John Rushmere

Personal information
- Full name: John Weir Rushmere
- Born: 1 April 1939 Port Elizabeth, Cape Province, South Africa
- Died: 20 August 2025 (aged 86)
- Height: 6 ft 6 in (1.98 m)
- Batting: Right-handed
- Bowling: Left-arm fast
- Relations: Colin Rushmere (brother) Mark Rushmere (nephew)

Domestic team information
- 1960/61–1962/63: Western Province

Career statistics
| Competition | First-class |
| Matches | 10 |
| Runs scored | 231 |
| Batting average | 17.76 |
| 100s/50s | 0/0 |
| Top score | 49 |
| Balls bowled | 1456 |
| Wickets | 25 |
| Bowling average | 28.48 |
| 5 wickets in innings | 1 |
| 10 wickets in match | 0 |
| Best bowling | 6/32 |
| Catches/stumpings | 5/– |
- Source: Cricinfo, 10 April 2022

= John Rushmere =

South African cricketer

John Weir Rushmere (1 April 1939 – 20 August 2025) was a South African architect and rugby player and cricketer.

==Life and career==
Rushmere was born in Port Elizabeth but attended the University of Cape Town, where he studied architecture. While he was a student there he played for the university rugby team and played first-class cricket for the South African Universities cricket team, as well as playing for the Western Province cricket team in the Currie Cup.

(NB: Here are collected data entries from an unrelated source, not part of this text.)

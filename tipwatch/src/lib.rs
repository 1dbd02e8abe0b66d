//! Chain-tip monitor library crate.
//!
//! This crate keeps a bounded window of recent blocks consistent with a
//! remote blockchain and derives per-block fee analytics along the way:
//!
//! - strongly-typed domain types (`types`),
//! - read access to the remote chain (`source`),
//! - the head-first block window (`storage`),
//! - the reconciliation engine with reorg repair (`reconcile`),
//! - fee metrics and anomaly detection (`analytics`),
//! - Prometheus-based metrics (`metrics`),
//! - and a top-level monitor configuration (`config`).
//!
//! Binaries compose these pieces into a polling monitor; tests and
//! simulations drive the same engine against an in-memory chain.

pub mod analytics;
pub mod config;
pub mod metrics;
pub mod reconcile;
pub mod source;
pub mod storage;
pub mod types;

// Re-export top-level configuration types.
pub use config::{ConfigError, MetricsConfig, MonitorConfig, SourceConfig};

// Re-export the reconciliation engine.
pub use reconcile::{
    AncestorSearch, CycleReport, ReconcileError, Reconciler, ReconcilerConfig, RepairSummary,
    SyncState, find_common_ancestor,
};

// Re-export chain sources.
pub use source::{ChainSource, EsploraSource, InMemoryChainSource, SourceError};

// Re-export the block window.
pub use storage::{WindowError, WindowStore};

// Re-export analytics.
pub use analytics::{
    AnalyticsConfig, AnomalyFlag, AnomalyReport, BlockMetrics, MetricsPipeline, ProcessedBlock,
    SubsidySchedule,
};

// Re-export metrics registry and monitor metrics.
pub use metrics::{MetricsRegistry, MonitorMetrics, run_prometheus_http_server};

// Re-export domain types at the crate root for convenience.
pub use types::*;

/// Type alias for the reconciler used by the monitor binary.
pub type EsploraReconciler = Reconciler<EsploraSource>;
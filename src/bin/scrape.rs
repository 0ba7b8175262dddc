//! One-shot recompute: fetch the dataset, score it, replace the current table
//! and append a snapshot to the history.

use std::sync::Arc;

use tracing::{error, info};
use tracing_subscriber::EnvFilter;

use scratch_ranker::config::Config;
use scratch_ranker::refresh::recompute;
use scratch_ranker::scorer::GameScorer;
use scratch_ranker::store::{JsonFileStore, SnapshotStore};

#[tokio::main]
async fn main() {
    let cfg = match Config::from_env() {
        Ok(c) => c,
        Err(e) => {
            eprintln!("Config error: {e}");
            std::process::exit(1);
        }
    };

    tracing_subscriber::fmt()
        .with_env_filter(EnvFilter::new(&cfg.log_level))
        .init();

    let store: Arc<dyn SnapshotStore> = Arc::new(JsonFileStore::new(&cfg.data_path, &cfg.history_path));
    let scorer = Arc::new(GameScorer::new(cfg.policy.clone()));

    match recompute(&cfg, scorer, store).await {
        Ok(report) => info!(
            "Saved {} games to {} and appended snapshot {} to {}",
            report.games,
            cfg.data_path,
            report.timestamp,
            cfg.history_path,
        ),
        Err(e) => {
            error!("Scrape failed: {e}");
            std::process::exit(1);
        }
    }
}
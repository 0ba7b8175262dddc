pub mod game_scorer;

pub use game_scorer::{min_max_normalize, CompositeScore, GameScorer};
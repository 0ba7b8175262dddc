use tracing::warn;

use crate::config::ScoringPolicy;
use crate::pipeline::aggregator::GameTotals;
use crate::types::GameSummary;

/// Normalized components of the composite ranking score for one row.
#[derive(Debug, Clone, Copy, PartialEq)]
pub struct CompositeScore {
    pub value_norm: f64,
    pub prize_norm: f64,
    pub grand_norm: f64,
    pub score: f64,
}

/// Turns aggregated per-game totals into scored summaries.
pub struct GameScorer {
    policy: ScoringPolicy,
}

impl GameScorer {
    pub fn new(policy: ScoringPolicy) -> Self {
        Self { policy }
    }

    pub fn policy(&self) -> &ScoringPolicy {
        &self.policy
    }

    /// Estimated ticket price from the top prize. First threshold met wins;
    /// never below the policy floor.
    pub fn ticket_price_est(&self, top_prize: f64) -> f64 {
        self.policy
            .price_tiers
            .iter()
            .find(|(threshold, _)| top_prize >= *threshold)
            .map(|&(_, price)| price)
            .unwrap_or(self.policy.price_floor)
            .max(self.policy.price_floor)
    }

    /// Score every group. `value_score` is relative to the best
    /// `ev_per_dollar` in this batch, so the whole dataset must be passed at once.
    ///
    /// Rows come back ordered by `expected_value` descending; ties keep the
    /// input order.
    pub fn score(&self, groups: &[GameTotals]) -> Vec<GameSummary> {
        let mut rows: Vec<GameSummary> = groups.iter().map(|g| self.score_one(g)).collect();

        let max_epd = rows.iter().map(|r| r.ev_per_dollar).fold(f64::NEG_INFINITY, f64::max);
        let base = if max_epd.is_finite() && max_epd > 0.0 { max_epd } else { 1.0 };
        for row in &mut rows {
            row.value_score = (row.ev_per_dollar / base).clamp(0.0, 1.0);
        }

        rows.sort_by(|a, b| {
            b.expected_value
                .partial_cmp(&a.expected_value)
                .unwrap_or(std::cmp::Ordering::Equal)
        });
        rows
    }

    fn score_one(&self, g: &GameTotals) -> GameSummary {
        let remaining_ratio = if g.total_prizes == 0 {
            0.0
        } else {
            (g.remaining_prizes as f64 / g.total_prizes as f64).clamp(0.0, 1.0)
        };
        let ticket_price_est = self.ticket_price_est(g.top_prize);
        let ev_raw = if g.ev_raw.is_finite() {
            g.ev_raw
        } else {
            warn!(game = %g.name, ev_raw = g.ev_raw, "[PIPELINE] non-finite EV, scoring as 0");
            0.0
        };
        let ev_per_dollar = ev_raw / ticket_price_est;

        GameSummary {
            name: g.name.clone(),
            game_number: g.game_number,
            top_prize: g.top_prize,
            ticket_price_est,
            ev_raw,
            expected_value: ev_per_dollar,
            ev_per_dollar,
            remaining_prizes: g.remaining_prizes,
            total_prizes: g.total_prizes,
            remaining_ratio,
            grand_prizes_remaining: g.grand_prizes_remaining,
            value_score: 0.0,
        }
    }

    /// Composite score for every row, aligned with `table`.
    pub fn composite(&self, table: &[GameSummary]) -> Vec<CompositeScore> {
        let ev: Vec<f64> = table.iter().map(|r| r.expected_value).collect();
        let remaining: Vec<f64> = table.iter().map(|r| r.remaining_prizes as f64).collect();
        let grand: Vec<f64> = table.iter().map(|r| r.grand_prizes_remaining as f64).collect();

        let ev = min_max_normalize(&ev);
        let remaining = min_max_normalize(&remaining);
        let grand = min_max_normalize(&grand);

        ev.iter()
            .zip(&remaining)
            .zip(&grand)
            .map(|((&value_norm, &prize_norm), &grand_norm)| CompositeScore {
                value_norm,
                prize_norm,
                grand_norm,
                score: self.policy.weight_expected_value * value_norm
                    + self.policy.weight_remaining * prize_norm
                    + self.policy.weight_grand * grand_norm,
            })
            .collect()
    }
}

/// `(x - min) / (max - min)`. A flat column, or one without a finite range,
/// normalizes to all zeros.
pub fn min_max_normalize(values: &[f64]) -> Vec<f64> {
    let min = values.iter().copied().fold(f64::INFINITY, f64::min);
    let max = values.iter().copied().fold(f64::NEG_INFINITY, f64::max);
    let range = max - min;

    if !range.is_finite() || range <= 0.0 {
        return vec![0.0; values.len()];
    }
    values.iter().map(|v| ((v - min) / range).clamp(0.0, 1.0)).collect()
}

#[cfg(test)]
mod tests {
    use super::*;

    fn totals(name: &str, top_prize: f64, ev_raw: f64, remaining: u64, total: u64, grand: u64) -> GameTotals {
        GameTotals {
            name: name.to_string(),
            game_number: 0,
            remaining_prizes: remaining,
            total_prizes: total,
            top_prize,
            ev_raw,
            grand_prizes_remaining: grand,
        }
    }

    fn scorer() -> GameScorer {
        GameScorer::new(ScoringPolicy::default())
    }

    #[test]
    fn ticket_price_thresholds() {
        let s = scorer();
        assert_eq!(s.ticket_price_est(25_000_000.0), 50.0);
        assert_eq!(s.ticket_price_est(20_000_000.0), 50.0);
        assert_eq!(s.ticket_price_est(10_000_000.0), 30.0);
        assert_eq!(s.ticket_price_est(5_000_000.0), 20.0);
        assert_eq!(s.ticket_price_est(2_000_000.0), 10.0);
        assert_eq!(s.ticket_price_est(500_000.0), 5.0);
        assert_eq!(s.ticket_price_est(1_000_000.0), 5.0);
        assert_eq!(s.ticket_price_est(20_000.0), 2.0);
        assert_eq!(s.ticket_price_est(19_999.99), 1.0);
        assert_eq!(s.ticket_price_est(0.0), 1.0);
    }

    #[test]
    fn ticket_price_is_monotonic_and_at_least_one() {
        let s = scorer();
        let mut prev = 0.0;
        let mut prize = 1.0;
        while prize < 1e9 {
            let price = s.ticket_price_est(prize);
            assert!(price >= 1.0);
            assert!(price >= prev, "price dropped at top_prize={prize}");
            prev = price;
            prize *= 1.37;
        }
    }

    #[test]
    fn empty_price_table_falls_back_to_floor() {
        let s = GameScorer::new(ScoringPolicy { price_tiers: Vec::new(), ..Default::default() });
        assert_eq!(s.ticket_price_est(50_000_000.0), 1.0);
    }

    #[test]
    fn scores_two_game_scenario() {
        let rows = scorer().score(&[
            totals("A", 500.0, 60.0, 3, 30, 2),
            totals("B", 1_000_000.0, 100_000.0, 5, 50, 5),
        ]);
        assert_eq!(rows[0].name, "B");

        let b = &rows[0];
        assert_eq!(b.ticket_price_est, 5.0);
        assert_eq!(b.ev_per_dollar, 20_000.0);
        assert_eq!(b.expected_value, b.ev_per_dollar);
        assert_eq!(b.value_score, 1.0);
        assert!((b.remaining_ratio - 0.1).abs() < 1e-12);

        let a = &rows[1];
        assert_eq!(a.ticket_price_est, 1.0);
        assert_eq!(a.ev_per_dollar, 60.0);
        assert!((a.value_score - 60.0 / 20_000.0).abs() < 1e-12);
    }

    #[test]
    fn ratios_and_value_scores_stay_in_unit_interval() {
        let rows = scorer().score(&[
            totals("zero-total", 10.0, 0.0, 0, 0, 0),
            totals("overclaimed", 10.0, 30.0, 30, 10, 30),
            totals("normal", 30_000.0, 12.0, 4, 40, 1),
        ]);
        for r in &rows {
            assert!((0.0..=1.0).contains(&r.remaining_ratio), "{}: {}", r.name, r.remaining_ratio);
            assert!((0.0..=1.0).contains(&r.value_score), "{}: {}", r.name, r.value_score);
        }
        let zero = rows.iter().find(|r| r.name == "zero-total").unwrap();
        assert_eq!(zero.remaining_ratio, 0.0);
    }

    #[test]
    fn all_zero_ev_keeps_value_scores_finite() {
        let rows = scorer().score(&[totals("A", 10.0, 0.0, 0, 5, 0), totals("B", 20.0, 0.0, 0, 5, 0)]);
        assert!(rows.iter().all(|r| r.value_score == 0.0));
    }

    #[test]
    fn equal_expected_values_keep_input_order() {
        let rows = scorer().score(&[
            totals("A", 10.0, 5.0, 1, 2, 1),
            totals("B", 10.0, 5.0, 1, 2, 1),
            totals("C", 10.0, 9.0, 1, 2, 1),
        ]);
        let names: Vec<_> = rows.iter().map(|r| r.name.as_str()).collect();
        assert_eq!(names, ["C", "A", "B"]);
    }

    #[test]
    fn overflowing_ev_scores_as_zero() {
        let rows = scorer().score(&[
            totals("huge", 1e308, f64::INFINITY, 2, 1, 2),
            totals("normal", 10.0, 4.0, 1, 2, 1),
        ]);
        let huge = rows.iter().find(|r| r.name == "huge").unwrap();
        assert_eq!(huge.ev_raw, 0.0);
        assert_eq!(huge.expected_value, 0.0);
        assert_eq!(rows[0].name, "normal");
        assert!(rows.iter().all(|r| r.value_score.is_finite() && r.expected_value.is_finite()));
    }

    #[test]
    fn flat_column_normalizes_to_zero() {
        assert_eq!(min_max_normalize(&[4.0, 4.0, 4.0]), vec![0.0, 0.0, 0.0]);
        assert_eq!(min_max_normalize(&[7.0]), vec![0.0]);
        assert!(min_max_normalize(&[]).is_empty());
    }

    #[test]
    fn min_max_spans_unit_interval() {
        assert_eq!(min_max_normalize(&[2.0, 6.0, 4.0]), vec![0.0, 1.0, 0.5]);
    }

    #[test]
    fn composite_weights_components() {
        let s = scorer();
        let rows = s.score(&[
            totals("best-ev", 10.0, 9.0, 10, 20, 0),
            totals("most-left", 10.0, 1.0, 110, 200, 4),
        ]);
        let scores = s.composite(&rows);
        assert_eq!(rows[0].name, "best-ev");
        assert_eq!(scores[0].value_norm, 1.0);
        assert_eq!(scores[0].prize_norm, 0.0);
        assert!((scores[0].score - 0.5).abs() < 1e-12);
        assert!((scores[1].score - 0.5).abs() < 1e-12);
    }

    #[test]
    fn composite_on_flat_table_is_zero() {
        let s = scorer();
        let rows = s.score(&[totals("A", 10.0, 1.0, 1, 2, 1), totals("B", 10.0, 1.0, 1, 2, 1)]);
        assert!(s.composite(&rows).iter().all(|c| c.score == 0.0));
    }
}
pub mod health;
pub mod routes;

pub use health::{HealthResponse, HealthState};
pub use routes::{router, ApiState};
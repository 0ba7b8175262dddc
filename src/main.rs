use std::sync::Arc;

use tracing::{error, info, warn};
use tracing_subscriber::EnvFilter;

use scratch_ranker::api::{router, ApiState, HealthState};
use scratch_ranker::config::Config;
use scratch_ranker::error::Result;
use scratch_ranker::refresh::Refresher;
use scratch_ranker::scorer::GameScorer;
use scratch_ranker::store::{JsonFileStore, SnapshotStore};

#[tokio::main]
async fn main() {
    let cfg = match Config::from_env() {
        Ok(c) => c,
        Err(e) => {
            eprintln!("Config error: {e}");
            std::process::exit(1);
        }
    };

    tracing_subscriber::fmt()
        .with_env_filter(EnvFilter::new(&cfg.log_level))
        .init();

    if let Err(e) = run(cfg).await {
        error!("Fatal error: {e}");
        std::process::exit(1);
    }
}

async fn run(cfg: Config) -> Result<()> {
    // --- Stores ---
    let store: Arc<dyn SnapshotStore> =
        Arc::new(JsonFileStore::new(&cfg.data_path, &cfg.history_path));
    info!(
        "Stores: current={} history={}",
        cfg.data_path, cfg.history_path,
    );

    let scorer = Arc::new(GameScorer::new(cfg.policy.clone()));
    let health = Arc::new(HealthState::new());
    info!(
        "[POLICY] weights ev={:.2} remaining={:.2} grand={:.2}",
        scorer.policy().weight_expected_value,
        scorer.policy().weight_remaining,
        scorer.policy().weight_grand,
    );

    let refresher = Refresher::new(
        cfg.clone(),
        Arc::clone(&scorer),
        Arc::clone(&store),
        Arc::clone(&health),
    );

    // --- Optional startup recompute ---
    if cfg.refresh_on_start {
        refresher.refresh_once().await;
    }

    // --- Background refresher ---
    if cfg.refresh_interval_secs > 0 {
        info!("Refresher enabled: every {}s", cfg.refresh_interval_secs);
        tokio::spawn(async move { refresher.run().await });
    } else {
        warn!("REFRESH_INTERVAL_SECS not set, serving stored data only. Run the `scrape` binary to recompute.");
    }

    // --- HTTP API server ---
    let api_state = ApiState {
        store: Arc::clone(&store),
        scorer: Arc::clone(&scorer),
        health: Arc::clone(&health),
        top_n: cfg.top_n,
        movers_limit: cfg.movers_limit,
    };
    let app = router(api_state);
    let bind_addr = format!("0.0.0.0:{}", cfg.api_port);
    let listener = tokio::net::TcpListener::bind(&bind_addr).await?;
    info!("HTTP API listening on {bind_addr}");

    axum::serve(listener, app).await?;

    Ok(())
}
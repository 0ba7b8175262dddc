use std::sync::{Arc, PoisonError, RwLock};

use crate::error::Result;
use crate::store::{ensure_finite, SnapshotStore};
use crate::types::{GameSummary, History, Snapshot};

/// Process-local store. Each artifact sits behind its own lock, so readers
/// always see a whole table or a whole history. Writes replace or push in one
/// step, so a poisoned lock still guards consistent data and is recovered.
#[derive(Default)]
pub struct MemoryStore {
    current: RwLock<Vec<GameSummary>>,
    history: RwLock<History>,
}

impl MemoryStore {
    pub fn new() -> Arc<Self> {
        Arc::new(Self::default())
    }

    pub fn with_data(current: Vec<GameSummary>, history: History) -> Arc<Self> {
        Arc::new(Self {
            current: RwLock::new(current),
            history: RwLock::new(history),
        })
    }
}

impl SnapshotStore for MemoryStore {
    fn load_current(&self) -> Result<Vec<GameSummary>> {
        Ok(self.current.read().unwrap_or_else(PoisonError::into_inner).clone())
    }

    fn save_current(&self, table: &[GameSummary]) -> Result<()> {
        ensure_finite(table)?;
        *self.current.write().unwrap_or_else(PoisonError::into_inner) = table.to_vec();
        Ok(())
    }

    fn load_history(&self) -> Result<History> {
        Ok(self.history.read().unwrap_or_else(PoisonError::into_inner).clone())
    }

    fn append_history(&self, snapshot: Snapshot) -> Result<()> {
        ensure_finite(&snapshot.data)?;
        self.history.write().unwrap_or_else(PoisonError::into_inner).push(snapshot);
        Ok(())
    }
}
use crate::error::{AppError, Result};

/// New York State Open Data: scratch-off prizes remaining, one row per prize tier.
pub const DATA_URL: &str = "https://data.ny.gov/resource/nzqa-7unk.json";

pub const DATA_PATH: &str = "ny_scratch_data.json";
pub const HISTORY_PATH: &str = "ny_scratch_history.json";

/// Upstream fetch timeout (seconds).
pub const FETCH_TIMEOUT_SECS: u64 = 30;

/// Row limit passed to the Socrata endpoint. The default page of 1000 rows
/// truncates the dataset.
pub const FETCH_ROW_LIMIT: usize = 50_000;

/// Default size of the top-N ranking views.
pub const TOP_N: usize = 10;

/// Default number of gainers and of losers in the movers view.
pub const MOVERS_LIMIT: usize = 5;

/// Ticket price estimate by top prize, highest threshold first.
/// `(minimum top prize, estimated ticket price)`; first match wins.
pub mod price_tiers {
    pub const DEFAULT: &[(f64, f64)] = &[
        (20_000_000.0, 50.0),
        (10_000_000.0, 30.0),
        (5_000_000.0, 20.0),
        (2_000_000.0, 10.0),
        (500_000.0, 5.0),
        (20_000.0, 2.0),
    ];

    /// Price when no threshold matches.
    pub const FLOOR: f64 = 1.0;
}

/// Composite ranking weights.
pub mod composite_weights {
    pub const EXPECTED_VALUE: f64 = 0.5;
    pub const REMAINING_PRIZES: f64 = 0.3;
    pub const GRAND_PRIZES: f64 = 0.2;
}

/// Tunable scoring constants. The defaults reproduce the published formulas;
/// the weights can be overridden from the environment.
#[derive(Debug, Clone, PartialEq)]
pub struct ScoringPolicy {
    /// `(minimum top prize, ticket price)`, sorted highest threshold first.
    pub price_tiers: Vec<(f64, f64)>,
    pub price_floor: f64,
    pub weight_expected_value: f64,
    pub weight_remaining: f64,
    pub weight_grand: f64,
}

impl Default for ScoringPolicy {
    fn default() -> Self {
        Self {
            price_tiers: price_tiers::DEFAULT.to_vec(),
            price_floor: price_tiers::FLOOR,
            weight_expected_value: composite_weights::EXPECTED_VALUE,
            weight_remaining: composite_weights::REMAINING_PRIZES,
            weight_grand: composite_weights::GRAND_PRIZES,
        }
    }
}

impl ScoringPolicy {
    pub fn from_env() -> Self {
        let defaults = Self::default();
        Self {
            weight_expected_value: env_f64("SCORE_WEIGHT_EV", defaults.weight_expected_value),
            weight_remaining: env_f64("SCORE_WEIGHT_REMAINING", defaults.weight_remaining),
            weight_grand: env_f64("SCORE_WEIGHT_GRAND", defaults.weight_grand),
            ..defaults
        }
    }
}

#[derive(Debug, Clone)]
pub struct Config {
    pub data_url: String,
    pub data_path: String,
    pub history_path: String,
    pub log_level: String,
    pub api_port: u16,
    pub fetch_timeout_secs: u64,
    /// Seconds between background recomputes (REFRESH_INTERVAL_SECS). 0 disables the refresher.
    pub refresh_interval_secs: u64,
    /// Run one recompute before the API starts serving (REFRESH_ON_START).
    pub refresh_on_start: bool,
    pub top_n: usize,
    pub movers_limit: usize,
    pub policy: ScoringPolicy,
}

impl Config {
    pub fn from_env() -> Result<Self> {
        Ok(Self {
            data_url: std::env::var("DATA_URL").unwrap_or_else(|_| DATA_URL.to_string()),
            data_path: std::env::var("DATA_PATH").unwrap_or_else(|_| DATA_PATH.to_string()),
            history_path: std::env::var("HISTORY_PATH")
                .unwrap_or_else(|_| HISTORY_PATH.to_string()),
            log_level: std::env::var("LOG_LEVEL").unwrap_or_else(|_| "info".to_string()),
            api_port: std::env::var("API_PORT")
                .or_else(|_| std::env::var("PORT"))
                .unwrap_or_else(|_| "5000".to_string())
                .parse::<u16>()
                .map_err(|_| AppError::Config("API_PORT must be a valid port number".to_string()))?,
            fetch_timeout_secs: std::env::var("FETCH_TIMEOUT_SECS")
                .unwrap_or_else(|_| FETCH_TIMEOUT_SECS.to_string())
                .parse::<u64>()
                .unwrap_or(FETCH_TIMEOUT_SECS),
            refresh_interval_secs: std::env::var("REFRESH_INTERVAL_SECS")
                .unwrap_or_else(|_| "0".to_string())
                .parse::<u64>()
                .map_err(|_| {
                    AppError::Config("REFRESH_INTERVAL_SECS must be a whole number of seconds".to_string())
                })?,
            refresh_on_start: std::env::var("REFRESH_ON_START")
                .map(|v| matches!(v.trim().to_ascii_lowercase().as_str(), "1" | "true" | "yes"))
                .unwrap_or(false),
            top_n: std::env::var("TOP_N")
                .unwrap_or_else(|_| TOP_N.to_string())
                .parse::<usize>()
                .unwrap_or(TOP_N),
            movers_limit: std::env::var("MOVERS_LIMIT")
                .unwrap_or_else(|_| MOVERS_LIMIT.to_string())
                .parse::<usize>()
                .unwrap_or(MOVERS_LIMIT),
            policy: ScoringPolicy::from_env(),
        })
    }
}

fn env_f64(key: &str, default: f64) -> f64 {
    std::env::var(key)
        .ok()
        .and_then(|v| v.trim().parse::<f64>().ok())
        .filter(|v| v.is_finite())
        .unwrap_or(default)
}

A left-arm fast bowler and useful lower-order batsman, Rushmere had his best first-class bowling figures in his first match when he took 6 for 32 in December 1960 to dismiss Western Province for 89 in the first innings and set up the South African Universities' innings victory. He top-scored for Western Province in their Currie Cup match against Eastern Province in January 1963 when he made 49 batting at number five; his older brother Colin was in the Eastern Province side.

After graduating with a Bachelor of Architecture degree, Rushmere moved to Johannesburg and worked for three years with the architecture firm Associated Architects. He played rugby for the Transvaal provincial team, but quit in 1966 in protest against the excessive influence of the Afrikaner Broederbond over Transvaal rugby. He moved to Port Elizabeth in 1967 and played a few seasons of rugby for Eastern Province before retiring in 1970.

Rushmere was one of the founders of the Port Elizabeth architecture firm Erasmus Rushmere Reid in 1967. His works include the Duckpond pavilion at St George's Park Cricket Ground in Port Elizabeth, and Cullen Bowles House at Rhodes University in Grahamstown. He served as head of Nelson Mandela University's School of Architecture, and was awarded the South African Institute of Architects gold medal in 2001.